Records excerpted from a collection
BEGIN
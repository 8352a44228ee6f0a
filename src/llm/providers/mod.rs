//! LLM provider implementations.
//!
//! `build(config, api_key)` is the factory, called once at startup.
//! Adding a new backend = new module + new match arm.

pub mod dummy;
pub mod openai_compatible;

use crate::config::LlmConfig;
use crate::llm::{LlmProvider, ProviderError};

/// Construct a `LlmProvider` from config and an optional API key.
///
/// `api_key` is sourced from `LLM_API_KEY` / `OPENAI_API_KEY` (never TOML).
/// The hosted provider refuses to build without one.
pub fn build(config: &LlmConfig, api_key: Option<String>) -> Result<LlmProvider, ProviderError> {
    match config.provider.as_str() {
        "dummy" => Ok(LlmProvider::Dummy(dummy::DummyProvider)),
        "openai" | "openai-compatible" => {
            let Some(key) = api_key.filter(|k| !k.trim().is_empty()) else {
                return Err(ProviderError::MissingApiKey(config.provider.clone()));
            };
            let oai = &config.openai;
            let p = openai_compatible::OpenAiCompatibleProvider::new(
                oai.api_base_url.clone(),
                oai.model.clone(),
                oai.temperature,
                oai.max_tokens,
                oai.timeout_seconds,
                Some(key),
            )?;
            Ok(LlmProvider::OpenAiCompatible(p))
        }
        _ => Err(ProviderError::UnknownProvider(config.provider.clone())),
    }
}

#[cfg(test)]
mod tests {
    use super::*;
    use crate::config::Config;

    #[test]
    fn builds_dummy_without_key() {
        let cfg = Config::test_default();
        let p = build(&cfg.llm, None).unwrap();
        assert_eq!(p.name(), "dummy");
    }

    #[test]
    fn openai_requires_key() {
        let mut cfg = Config::test_default();
        cfg.llm.provider = "openai".into();
        assert!(matches!(build(&cfg.llm, None), Err(ProviderError::MissingApiKey(_))));
        assert!(matches!(build(&cfg.llm, Some("  ".into())), Err(ProviderError::MissingApiKey(_))));
        let p = build(&cfg.llm, Some("sk-test".into())).unwrap();
        assert_eq!(p.name(), "openai-compatible");
    }

    #[test]
    fn unknown_provider_errors() {
        let mut cfg = Config::test_default();
        cfg.llm.provider = "nope".into();
        assert!(matches!(build(&cfg.llm, None), Err(ProviderError::UnknownProvider(_))));
    }
}
//! Axum handlers for `/api/*` routes.
//!
//! Each handler receives [`AxumState`] via [`axum::extract::State`] and
//! returns an axum [`Response`]. Errors use the `{error, message}` body.

use std::time::Duration;

use axum::{
    Json,
    extract::{Query, State},
    http::StatusCode,
    response::{IntoResponse, Response},
};
use serde::Deserialize;
use serde_json::json;
use tracing::{info, warn};

use super::AxumState;
use crate::subsystems::memory::{ContextMap, MemorySnapshot};
use crate::subsystems::prompts::{MAX_PROMPTS, PromptCategory};

/// Chat user id when the request names none.
const DEFAULT_USER: &str = "default";

const CHAT_TIMEOUT: Duration = Duration::from_secs(120);

// ── Request types ─────────────────────────────────────────────────────────────

#[derive(Deserialize)]
pub(super) struct MessageRequest {
    message: String,
    mode: Option<String>,
    user_id: Option<String>,
}

#[derive(Deserialize)]
pub(super) struct HistoryQuery {
    limit: Option<usize>,
}

#[derive(Deserialize)]
pub(super) struct ClearQuery {
    user_id: Option<String>,
}

#[derive(Deserialize)]
pub(super) struct PromptsQuery {
    count: Option<usize>,
    category: Option<String>,
    refresh: Option<bool>,
}

// ── Helpers ───────────────────────────────────────────────────────────────────

fn json_error(code: &str, msg: impl std::fmt::Display) -> Json<serde_json::Value> {
    Json(json!({ "error": code, "message": format!("{msg}") }))
}

fn unavailable(what: &str) -> Response {
    (
        StatusCode::SERVICE_UNAVAILABLE,
        json_error("unavailable", format!("{what} is not configured")),
    )
        .into_response()
}

// ── Handlers ──────────────────────────────────────────────────────────────────

/// GET /api/health
pub(super) async fn health(State(state): State<AxumState>) -> Response {
    let ctx = &state.ctx;
    let system = match &ctx.chat {
        Some(chat) => Some(chat.system_status().await),
        None => None,
    };
    let body = json!({
        "status": "ok",
        "app_name": ctx.config.app_name,
        "llm_provider": ctx.config.llm.provider,
        "chat_enabled": ctx.chat.is_some(),
        "prompts_enabled": ctx.prompts.is_some(),
        "system": system,
    });
    (StatusCode::OK, Json(body)).into_response()
}

/// GET /api/capabilities
pub(super) async fn capabilities(State(state): State<AxumState>) -> Response {
    let chat = match &state.ctx.chat {
        Some(chat) => Some(chat.capabilities()),
        None => None,
    };
    let body = json!({
        "agents": state.ctx.orchestrator.available_capabilities(),
        "chat": chat,
    });
    (StatusCode::OK, Json(body)).into_response()
}

/// POST /api/message
pub(super) async fn message(State(state): State<AxumState>, Json(req): Json<MessageRequest>) -> Response {
    let text = req.message.trim();
    if text.is_empty() {
        return (StatusCode::BAD_REQUEST, json_error("bad_request", "message must not be empty")).into_response();
    }
    let ctx = &state.ctx;

    match req.mode.as_deref().unwrap_or("agents") {
        "agents" => {
            let outcome = {
                let mut memory = ctx.memory.lock().await;
                ctx.orchestrator.handle_multi_agent_workflow(&mut memory, text)
            };
            let body = json!({
                "mode": "agents",
                "reply": outcome.display_text(),
                "outcome": outcome,
            });
            (StatusCode::OK, Json(body)).into_response()
        }
        "chat" => {
            let Some(chat) = &ctx.chat else {
                return unavailable("LLM chat");
            };
            let user_id = req.user_id.as_deref().filter(|u| !u.is_empty()).unwrap_or(DEFAULT_USER);
            let reply = tokio::time::timeout(CHAT_TIMEOUT, chat.handle_message(text, user_id)).await;
            match reply {
                Ok(reply) => {
                    let body = json!({ "mode": "chat", "user_id": user_id, "reply": reply });
                    (StatusCode::OK, Json(body)).into_response()
                }
                Err(_) => {
                    warn!(channel_id = %state.channel_id, %user_id, "chat request timed out");
                    (StatusCode::GATEWAY_TIMEOUT, json_error("timeout", "LLM request timed out")).into_response()
                }
            }
        }
        other => (
            StatusCode::BAD_REQUEST,
            json_error("bad_request", format!("unknown mode '{other}' (expected agents or chat)")),
        )
            .into_response(),
    }
}

/// GET /api/summary
pub(super) async fn summary(State(state): State<AxumState>) -> Response {
    let memory = state.ctx.memory.lock().await;
    let summary = state.ctx.orchestrator.conversation_summary(&memory);
    (StatusCode::OK, Json(summary)).into_response()
}

/// GET /api/history?limit=
pub(super) async fn history(State(state): State<AxumState>, Query(q): Query<HistoryQuery>) -> Response {
    let limit = q.limit.unwrap_or(state.ctx.config.memory.context_window);
    let memory = state.ctx.memory.lock().await;
    let body = json!({
        "total": memory.conversation_history().len(),
        "history": memory.recent_conversation(limit),
    });
    (StatusCode::OK, Json(body)).into_response()
}

/// POST /api/preferences
pub(super) async fn preferences(State(state): State<AxumState>, Json(prefs): Json<ContextMap>) -> Response {
    let mut memory = state.ctx.memory.lock().await;
    state.ctx.orchestrator.update_user_preferences(&mut memory, &prefs);
    info!(channel_id = %state.channel_id, keys = prefs.len(), "preferences updated");
    (StatusCode::OK, Json(json!({ "user_preferences": memory.user_preferences() }))).into_response()
}

/// POST /api/context
pub(super) async fn context(State(state): State<AxumState>, Json(update): Json<ContextMap>) -> Response {
    let mut memory = state.ctx.memory.lock().await;
    memory.set_travel_context(&update);
    (StatusCode::OK, Json(json!({ "travel_context": memory.travel_context() }))).into_response()
}

/// GET /api/memory
pub(super) async fn export_memory(State(state): State<AxumState>) -> Response {
    let snapshot = state.ctx.memory.lock().await.export();
    (StatusCode::OK, Json(snapshot)).into_response()
}

/// POST /api/memory
pub(super) async fn import_memory(State(state): State<AxumState>, Json(snapshot): Json<MemorySnapshot>) -> Response {
    let mut memory = state.ctx.memory.lock().await;
    memory.import(snapshot);
    info!(
        channel_id = %state.channel_id,
        turns = memory.conversation_history().len(),
        "memory snapshot imported"
    );
    let body = json!({
        "status": "imported",
        "conversation_entries": memory.conversation_history().len(),
        "search_entries": memory.search_history().len(),
    });
    (StatusCode::OK, Json(body)).into_response()
}

/// POST /api/clear?user_id=
///
/// Clears the session memory, and the chat history of `user_id` when given.
pub(super) async fn clear(State(state): State<AxumState>, Query(q): Query<ClearQuery>) -> Response {
    state.ctx.orchestrator.clear_session(&mut *state.ctx.memory.lock().await);
    if let (Some(user_id), Some(chat)) = (q.user_id.as_deref(), &state.ctx.chat) {
        chat.clear_conversation(user_id).await;
    }
    (StatusCode::OK, Json(json!({ "status": "cleared" }))).into_response()
}

/// GET /api/prompts?count=&category=&refresh=
///
/// Without a `category`, stored preferences (when any) shape the suggestions.
/// `refresh=true` drops the cached list first.
pub(super) async fn prompts(State(state): State<AxumState>, Query(q): Query<PromptsQuery>) -> Response {
    let Some(fetcher) = &state.ctx.prompts else {
        return unavailable("prompt suggestions");
    };
    let count = q.count.unwrap_or(state.ctx.config.prompts.default_count).min(MAX_PROMPTS);
    let category = PromptCategory::parse(q.category.as_deref().unwrap_or_default());
    let preferences = match q.category {
        Some(_) => None,
        None => Some(state.ctx.memory.lock().await.user_preferences().clone()).filter(|p| !p.is_empty()),
    };

    let mut fetcher = fetcher.lock().await;
    if q.refresh.unwrap_or(false) {
        fetcher.refresh_cache();
    }
    let prompts = match &preferences {
        Some(prefs) => fetcher.contextual_prompts(prefs, count).await,
        None => fetcher.fetch_travel_prompts(count, category.as_str()).await,
    };
    let body = json!({
        "category": category.as_str(),
        "contextual": preferences.is_some(),
        "prompts": prompts,
    });
    (StatusCode::OK, Json(body)).into_response()
}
END
WORK REQUIRED: Going through the data, count each line where the word "MissingApiKey" appears, and state only the total.

WRITTEN ANSWER: 3